この理由はアーキテクチャの複雑化にある。追加されたMatrix ALUブロック、大容量化されたラストレベルキャッシュ、改良されたGPUが面積を必要とするため、プロセスノードの微細化だけでは相殺しきれない。SM8975はTSMCのN2Pプロセスを使用すると報じられている。N2Pは、Snapdragon 8 Elite Gen 5で使用された3nm FinFETプロセスから一歩進み、ナノシート型のGAA(Gate-All-Around)トランジスタを採用する拡張2nmクラスのプロセスである。N2Pのウェハーコストは1枚当たり約3万3,000ドル(約541万円、1ドル=164円換算)と試算されており、3nmウェハーの約2万ドル(約328万円)と比べて、OEM向け価格を押し上げる要因となる。
Notebookcheckは、SemiAnalysisの「Die Yield Calculator」を用いたウェハー歩留まりモデルにこれらの数値を入力し、パッケージング、テスト、選別、IPライセンス料を含まない良品ダイ1個当たりのシリコン原価を約84ドル(約1万3,800円、1ドル=164円換算)と推定した。ただし、TSMCはN2Pのウェハー価格や欠陥密度データを公表していない。この数値はコストの方向性を示すモデルであり、確定した部品表(BOM)の金額ではない。OEMが実際に支払うプラットフォーム全体の価格には、SoCに加えてRFトランシーバーやFastConnectワイヤレスチップも含まれるため、実際の購入価格はシリコン単体の原価を大きく上回る。

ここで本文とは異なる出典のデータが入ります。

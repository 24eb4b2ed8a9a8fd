//! Directory of people allowed into the admin console (`adminUsers`).
//!
//! Emails are stored lowercased. The directory always keeps at least one
//! `Admin`: demoting or deleting the last one is a conflict.

use std::sync::Arc;

use absterco_core::validation::not_blank;
use absterco_core::{validate, AppError, AppResult};
use chrono::{DateTime, Utc};
use serde::{Deserialize, Serialize};
use serde_json::json;
use tracing::info;
use validator::Validate;

use crate::store::{Direction, DocumentStore, Query};

pub const ADMIN_USERS: &str = "adminUsers";

#[derive(Debug, Clone, Copy, Default, PartialEq, Eq, Serialize, Deserialize)]
#[serde(rename_all = "lowercase")]
pub enum Role {
    #[default]
    Admin,
    Editor,
    Viewer,
}

#[derive(Debug, Clone, PartialEq, Serialize, Deserialize)]
#[serde(rename_all = "camelCase")]
pub struct AdminUser {
    #[serde(default)]
    pub id: String,
    pub email: String,
    #[serde(default)]
    pub display_name: String,
    #[serde(default)]
    pub role: Role,
    #[serde(default, skip_serializing_if = "Option::is_none")]
    pub created_at: Option<DateTime<Utc>>,
    #[serde(default, skip_serializing_if = "Option::is_none")]
    pub updated_at: Option<DateTime<Utc>>,
}

#[derive(Debug, Clone, Default, Deserialize, Validate)]
#[serde(rename_all = "camelCase")]
pub struct NewAdminUser {
    #[validate(email(message = "must be a valid email"))]
    pub email: String,
    #[serde(default)]
    pub display_name: Option<String>,
    #[serde(default)]
    pub role: Role,
}

#[derive(Debug, Clone, Default, Deserialize, Validate)]
#[serde(rename_all = "camelCase")]
pub struct EditAdminUser {
    #[validate(email(message = "must be a valid email"))]
    pub email: Option<String>,
    #[validate(custom(function = "not_blank"))]
    pub display_name: Option<String>,
}

/// Result of bootstrapping the directory from configured admin emails.
#[derive(Debug, Clone, Serialize)]
#[serde(rename_all = "camelCase")]
pub struct SetupReport {
    pub created: Vec<AdminUser>,
    pub existing: usize,
}

pub struct AdminUserDirectory {
    store: Arc<dyn DocumentStore>,
}

impl AdminUserDirectory {
    pub fn new(store: Arc<dyn DocumentStore>) -> Self {
        Self { store }
    }

    pub async fn list(&self) -> AppResult<Vec<AdminUser>> {
        let rows = self
            .store
            .query(ADMIN_USERS, &Query::new().order_by("email", Direction::Asc))
            .await?;
        Ok(rows
            .into_iter()
            .filter_map(|row| serde_json::from_value(row).ok())
            .collect())
    }

    pub async fn find_by_email(&self, email: &str) -> AppResult<Option<AdminUser>> {
        let email = normalize_email(email);
        let rows = self
            .store
            .query(ADMIN_USERS, &Query::new().where_eq("email", email).limit(1))
            .await?;
        Ok(rows
            .into_iter()
            .next()
            .and_then(|row| serde_json::from_value(row).ok()))
    }

    pub async fn get(&self, id: &str) -> AppResult<AdminUser> {
        let doc = self
            .store
            .get(ADMIN_USERS, id)
            .await?
            .ok_or_else(|| AppError::not_found(format!("Admin user not found: {id}")).into_anyhow())?;
        serde_json::from_value(doc).map_err(|e| {
            AppError::repository("Stored admin user has an unexpected shape")
                .with_source(e.into())
                .into_anyhow()
        })
    }

    /// Emails of every user with the `Admin` role.
    pub async fn admin_emails(&self) -> AppResult<Vec<String>> {
        Ok(self
            .list()
            .await?
            .into_iter()
            .filter(|u| u.role == Role::Admin)
            .map(|u| u.email)
            .collect())
    }

    pub async fn add(&self, input: NewAdminUser) -> AppResult<AdminUser> {
        validate(&input, "Admin user validation failed")?;
        let email = normalize_email(&input.email);

        if self.find_by_email(&email).await?.is_some() {
            return Err(AppError::conflict(format!("Admin user already exists: {email}")).into_anyhow());
        }

        let now = Utc::now();
        let display_name = input
            .display_name
            .map(|n| n.trim().to_string())
            .filter(|n| !n.is_empty())
            .unwrap_or_else(|| default_display_name(&email));

        let user = AdminUser {
            id: String::new(),
            email,
            display_name,
            role: input.role,
            created_at: Some(now),
            updated_at: Some(now),
        };

        let doc = serde_json::to_value(&user).map_err(|e| {
            AppError::repository("Failed to encode admin user")
                .with_source(e.into())
                .into_anyhow()
        })?;
        let created: AdminUser = serde_json::from_value(self.store.create(ADMIN_USERS, doc).await?)
            .map_err(|e| {
                AppError::repository("Stored admin user has an unexpected shape")
                    .with_source(e.into())
                    .into_anyhow()
            })?;

        info!(user_id = %created.id, email = %created.email, role = ?created.role, "admin_user.added");
        Ok(created)
    }

    pub async fn update_role(&self, id: &str, role: Role) -> AppResult<AdminUser> {
        let user = self.get(id).await?;
        if user.role == Role::Admin && role != Role::Admin {
            self.ensure_not_last_admin(&user, "demote").await?;
        }

        let patch = json!({ "role": role, "updatedAt": Utc::now() });
        let updated = self.patch(id, patch).await?;
        info!(user_id = id, role = ?role, "admin_user.role_updated");
        Ok(updated)
    }

    pub async fn edit(&self, id: &str, input: EditAdminUser) -> AppResult<AdminUser> {
        validate(&input, "Admin user validation failed")?;
        self.get(id).await?;

        let mut patch = json!({ "updatedAt": Utc::now() });
        if let Some(email) = input.email.as_deref().map(normalize_email) {
            if let Some(other) = self.find_by_email(&email).await? {
                if other.id != id {
                    return Err(AppError::conflict(format!("Admin user already exists: {email}")).into_anyhow());
                }
            }
            patch["email"] = json!(email);
        }
        if let Some(name) = input.display_name.as_deref() {
            patch["displayName"] = json!(name.trim());
        }

        let updated = self.patch(id, patch).await?;
        info!(user_id = id, "admin_user.edited");
        Ok(updated)
    }

    pub async fn delete(&self, id: &str) -> AppResult<AdminUser> {
        let user = self.get(id).await?;
        if user.role == Role::Admin {
            self.ensure_not_last_admin(&user, "delete").await?;
        }

        self.store.delete(ADMIN_USERS, id).await?;
        info!(user_id = id, email = %user.email, "admin_user.deleted");
        Ok(user)
    }

    /// Register each bootstrap email as an `Admin` unless already present.
    pub async fn setup(&self, bootstrap_emails: &[String]) -> AppResult<SetupReport> {
        let mut report = SetupReport {
            created: Vec::new(),
            existing: 0,
        };

        for email in bootstrap_emails {
            if self.find_by_email(email).await?.is_some() {
                report.existing += 1;
                continue;
            }
            let user = self
                .add(NewAdminUser {
                    email: email.clone(),
                    display_name: None,
                    role: Role::Admin,
                })
                .await?;
            report.created.push(user);
        }

        Ok(report)
    }

    async fn ensure_not_last_admin(&self, user: &AdminUser, action: &str) -> AppResult<()> {
        let admins = self
            .list()
            .await?
            .into_iter()
            .filter(|u| u.role == Role::Admin && u.id != user.id)
            .count();
        if admins == 0 {
            return Err(AppError::conflict(format!(
                "Cannot {action} {}: at least one administrator must remain",
                user.email
            ))
            .into_anyhow());
        }
        Ok(())
    }

    async fn patch(&self, id: &str, patch: serde_json::Value) -> AppResult<AdminUser> {
        let doc = self.store.update(ADMIN_USERS, id, patch).await?;
        serde_json::from_value(doc).map_err(|e| {
            AppError::repository("Stored admin user has an unexpected shape")
                .with_source(e.into())
                .into_anyhow()
        })
    }
}

pub fn normalize_email(email: &str) -> String {
    email.trim().to_lowercase()
}

fn default_display_name(email: &str) -> String {
    email.split('@').next().unwrap_or(email).to_string()
}

#[cfg(test)]
mod tests {
    use super::*;
    use crate::memory::MemoryDocumentStore;
    use absterco_core::ErrorKind;

    fn directory() -> AdminUserDirectory {
        AdminUserDirectory::new(Arc::new(MemoryDocumentStore::new()))
    }

    fn new_user(email: &str, role: Role) -> NewAdminUser {
        NewAdminUser {
            email: email.to_string(),
            display_name: None,
            role,
        }
    }

    #[tokio::test]
    async fn setup_is_idempotent_and_lowercases() {
        let dir = directory();
        let emails = vec!["Owner@Absterco.com".to_string(), "ops@absterco.com".to_string()];

        let first = dir.setup(&emails).await.unwrap();
        assert_eq!(first.created.len(), 2);
        assert_eq!(first.created[0].email, "owner@absterco.com");
        assert_eq!(first.created[0].display_name, "owner");

        let second = dir.setup(&emails).await.unwrap();
        assert!(second.created.is_empty());
        assert_eq!(second.existing, 2);
        assert_eq!(dir.list().await.unwrap().len(), 2);
    }

    #[tokio::test]
    async fn duplicate_and_invalid_emails_are_rejected() {
        let dir = directory();
        dir.add(new_user("a@absterco.com", Role::Editor)).await.unwrap();

        let err = dir.add(new_user("A@ABSTERCO.com", Role::Admin)).await.unwrap_err();
        assert_eq!(AppError::kind_of(&err), ErrorKind::Conflict);

        let err = dir.add(new_user("not-an-email", Role::Admin)).await.unwrap_err();
        assert_eq!(AppError::kind_of(&err), ErrorKind::Validation);
    }

    #[tokio::test]
    async fn last_admin_cannot_be_demoted_or_deleted() {
        let dir = directory();
        let owner = dir.add(new_user("owner@absterco.com", Role::Admin)).await.unwrap();
        let editor = dir.add(new_user("ed@absterco.com", Role::Editor)).await.unwrap();

        let err = dir.update_role(&owner.id, Role::Viewer).await.unwrap_err();
        assert_eq!(AppError::kind_of(&err), ErrorKind::Conflict);
        let err = dir.delete(&owner.id).await.unwrap_err();
        assert_eq!(AppError::kind_of(&err), ErrorKind::Conflict);

        dir.update_role(&editor.id, Role::Admin).await.unwrap();
        dir.delete(&owner.id).await.unwrap();
        assert_eq!(dir.admin_emails().await.unwrap(), vec!["ed@absterco.com"]);
    }

    #[tokio::test]
    async fn edit_changes_name_and_guards_email_collisions() {
        let dir = directory();
        let a = dir.add(new_user("a@absterco.com", Role::Admin)).await.unwrap();
        dir.add(new_user("b@absterco.com", Role::Admin)).await.unwrap();

        let edited = dir
            .edit(
                &a.id,
                EditAdminUser {
                    email: None,
                    display_name: Some("  Ana  ".into()),
                },
            )
            .await
            .unwrap();
        assert_eq!(edited.display_name, "Ana");

        let err = dir
            .edit(
                &a.id,
                EditAdminUser {
                    email: Some("B@absterco.com".into()),
                    display_name: None,
                },
            )
            .await
            .unwrap_err();
        assert_eq!(AppError::kind_of(&err), ErrorKind::Conflict);

        let err = dir.edit("missing", EditAdminUser::default()).await.unwrap_err();
        assert_eq!(AppError::kind_of(&err), ErrorKind::NotFound);
    }
}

競合との比較では、約134平方ミリメートルのSM8975は、約140平方ミリメートルとされるMediaTekの「Dimensity 9500」よりも小さい。これは、演算ブロックを追加しながらも、Qualcommの2nmプロセスへの移行が実質的な集積密度の向上をもたらしている可能性を示す。2026年後半にiPhone 18 Proモデルへ搭載されると予想されているAppleのA20 Proは、拡張版のN2PではなくベースラインのN2プロセスを使用するとみられている。この情報が正しければ、SM8975はAppleの競合チップよりもわずかに高度なプロセスを採用することになる。
■CPU:従来と同じ構成を採用する第3世代Oryon
SM8975は、プライムコア2基、パフォーマンスコア3基、高効率コア3基という「2+3+3」のOryonコア構成を継続する。これは標準モデルのSM8950と同じコア数であり、QualcommのProモデルと標準モデルの違いは、CPUコアの基本構成ではなく、GPU、メモリ、接続機能が中心になる。
Notebookcheckが確認した文書では、Qualcommはクロック周波数を確定していない。最大クロックが4.8~5.0GHzに達するとの情報も出回っているが、Qualcommが確認するまでは推測として扱うべきである。
■GPU:Adreno 850とAdreno 845の違い
SM8975は、Snapdragon 8 Elite Gen 5のAdreno 840から世代を進めたAdreno 850を搭載するとされる。グラフィックスメモリ(GMEM)は拡張されず、前世代と同じ18MBに据え置かれる。Gen 5からの主な進化は、よりきめ細かな動的クロック・電圧制御、カクつきの検出改善、複数のGPUコンテキストを同時実行する際の応答性向上といったドライバースタックの改良と、標準モデルのSM8950にはない2つの専用演算ブロックの追加にある。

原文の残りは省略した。